So here I am, here we all are, in the midst of a pandemic. These are unusual times. I feel it. As I go about my day, doing the mundane tasks of laundry and lunches, I feel it. It feels different, everything feels different. And it isn’t just that the kids are home when they would normally be in school, or that I grocery shop for 2 weeks rather than 2 days, or that we don’t leave the house for gatherings with friends, or that the wide world of sports has come to a screeching halt. Yes, all of these things feel different, but there is something more. There is an unsettling, an uneasiness, that seeps into my very soul. Sometimes I feel it more strongly than others, but it’s always lingering there. I think it is the uncertainty. There is just so much unknown. Like I said, these are unusual times. But, when I really look at the beast of uncertainty, I recognize it. Because even though it seems so large and ominous right now, it has been there all along. I have faced it before and I’m not the only one.
On any given day, of any given week, there are husbands that kiss wives good bye for the last time, there are mothers who send children off to school for the last time. We have faced it in unforeseen illness and accidents. So yes, I have faced uncertainty before, we all have, and it’s always there, so why does it feel so large, so strong, in these times? It seems to me that our current circumstances have pulled off the blanket of false security with which I am usually covered. You know the one, the perception of control. And now, in the midst of this pandemic, I recognize it. I recognize it fully. I see it completely, no blanket hiding it or hiding me. I am now completely exposed to the full force of uncertainty with numbers and news changing daily. I have no idea how many people will be infected and how fast. I have no idea what the consequences will be personally, locally or globally. Experts keep trying to predict, but there are too many moving parts, too many variables. The simple truth is that only time will tell and we just have to wait.

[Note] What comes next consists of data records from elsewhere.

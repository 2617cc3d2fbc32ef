use anyhow::{bail, Context, Result};
use std::env;
use std::path::PathBuf;
use std::str::FromStr;

use crate::chunking::ChunkingConfig;
use crate::crawler::CrawlerConfig;
use crate::database::{QdrantConfig, DEFAULT_COLLECTION, DEFAULT_QDRANT_URL};
use crate::gemini::{
    GeminiConfig, DEFAULT_EMBEDDINGS_URL, DEFAULT_EMBEDDING_MODEL, DEFAULT_GENERATE_URL,
    DEFAULT_TEMPERATURE,
};
use crate::rag::DEFAULT_TOP_K;
use crate::vector_store::StoreBackend;

/// Inputs of the "process everything" job
#[derive(Debug, Clone, PartialEq)]
pub struct DefaultSources {
    pub insurance_pdf_directory: PathBuf,
    pub insurance_output_directory: PathBuf,
    pub support_site_url: String,
    pub support_output_directory: PathBuf,
}

/// Application configuration, read from the environment
#[derive(Debug, Clone)]
pub struct AppConfig {
    /// `None` when no API key is configured
    pub gemini: Option<GeminiConfig>,
    pub chunking: ChunkingConfig,
    pub retrieval_k: usize,
    pub store: StoreBackend,
    pub bind_address: String,
    pub crawler: CrawlerConfig,
    pub sources: DefaultSources,
}

impl AppConfig {
    /// Create a new configuration from environment variables
    pub fn from_env() -> Result<Self> {
        Self::from_lookup(|key| env::var(key).ok())
    }

    /// Build the configuration from any key lookup. Empty values count as unset.
    pub fn from_lookup<F>(lookup: F) -> Result<Self>
    where
        F: Fn(&str) -> Option<String>,
    {
        let var = |key: &str| lookup(key).filter(|v| !v.trim().is_empty());
        let var_or = |key: &str, default: &str| var(key).unwrap_or_else(|| default.to_string());

        let gemini = match var("GEMINI_API_KEY") {
            Some(api_key) => Some(GeminiConfig {
                api_key,
                embeddings_url: var_or("GEMINI_EMBEDDINGS_URL", DEFAULT_EMBEDDINGS_URL),
                generate_url: var_or("GEMINI_GENERATE_URL", DEFAULT_GENERATE_URL),
                embedding_model: var_or("GEMINI_EMBEDDING_MODEL", DEFAULT_EMBEDDING_MODEL),
                temperature: parse(&var, "GEMINI_TEMPERATURE")?.unwrap_or(DEFAULT_TEMPERATURE),
            }),
            None => None,
        };

        let defaults = ChunkingConfig::default();
        let chunking = ChunkingConfig::new(
            parse(&var, "CHUNK_SIZE")?.unwrap_or(defaults.chunk_size),
            parse(&var, "CHUNK_OVERLAP")?.unwrap_or(defaults.chunk_overlap),
        )?;

        let retrieval_k = parse(&var, "RETRIEVAL_K")?.unwrap_or(DEFAULT_TOP_K);
        if retrieval_k == 0 {
            bail!("RETRIEVAL_K must be greater than zero");
        }

        let store = match var_or("VECTOR_STORE_BACKEND", "local").to_lowercase().as_str() {
            "local" => StoreBackend::Local {
                persist_directory: PathBuf::from(var_or(
                    "PERSIST_DIRECTORY",
                    "data/processed/vector_store",
                )),
            },
            "qdrant" => StoreBackend::Qdrant(QdrantConfig {
                url: var_or("QDRANT_URL", DEFAULT_QDRANT_URL),
                api_key: var("QDRANT_API_KEY"),
                collection: var_or("QDRANT_COLLECTION", DEFAULT_COLLECTION),
            }),
            other => bail!(
                "Unknown VECTOR_STORE_BACKEND '{}', expected 'local' or 'qdrant'",
                other
            ),
        };

        let crawler_defaults = CrawlerConfig::default();
        let crawler = CrawlerConfig {
            user_agent: var_or("CRAWL_USER_AGENT", &crawler_defaults.user_agent),
            timeout_seconds: parse(&var, "CRAWL_TIMEOUT_SECONDS")?
                .unwrap_or(crawler_defaults.timeout_seconds),
            max_pages: parse(&var, "CRAWL_MAX_PAGES")?,
            max_depth: parse(&var, "CRAWL_MAX_DEPTH")?,
        };

        let sources = DefaultSources {
            insurance_pdf_directory: var_or("INSURANCE_PDF_DIRECTORY", "Insurance PDFs").into(),
            insurance_output_directory: var_or("INSURANCE_OUTPUT_DIRECTORY", "data/insurance_docs")
                .into(),
            support_site_url: var_or("SUPPORT_SITE_URL", "https://support.angelone.in"),
            support_output_directory: var_or("SUPPORT_OUTPUT_DIRECTORY", "data/angelone_support")
                .into(),
        };

        Ok(AppConfig {
            gemini,
            chunking,
            retrieval_k,
            store,
            bind_address: var_or("BIND_ADDRESS", "0.0.0.0:8000"),
            crawler,
            sources,
        })
    }
}

fn parse<T, F>(var: &F, key: &str) -> Result<Option<T>>
where
    T: FromStr,
    T::Err: std::error::Error + Send + Sync + 'static,
    F: Fn(&str) -> Option<String>,
{
    var(key)
        .map(|raw| {
            raw.trim()
                .parse::<T>()
                .with_context(|| format!("Invalid value for {}: '{}'", key, raw))
        })
        .transpose()
}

I am not very good at waiting. I am used to fast service and next day delivery, instant messaging and Netflix. This is the society in which we live. It’s fast and it’s convenient, but now I have to wait. I waited for the news of first cases in our country, then our state, then our community. I waited for closures, cancellations and new mandates. The waiting has just begun. I will keep waiting until we get the first signs that we have seen the peak and then the fall (I hope), but I just don’t know when that news will come. So as I find myself face to face with this beast of uncertainty, no longer shielded by my blanket of false security (you know the one, the perception of control), I am picking up pennies. I am not picking up pennies for any financial purpose or gain, but as a reminder. Inscribed on every penny, are four little words, “In God We Trust.” These are words I can cling to, because in these uncertain times (and all the times before), God is in control. So, in the midst of all this uncertainty, I’m picking up pennies.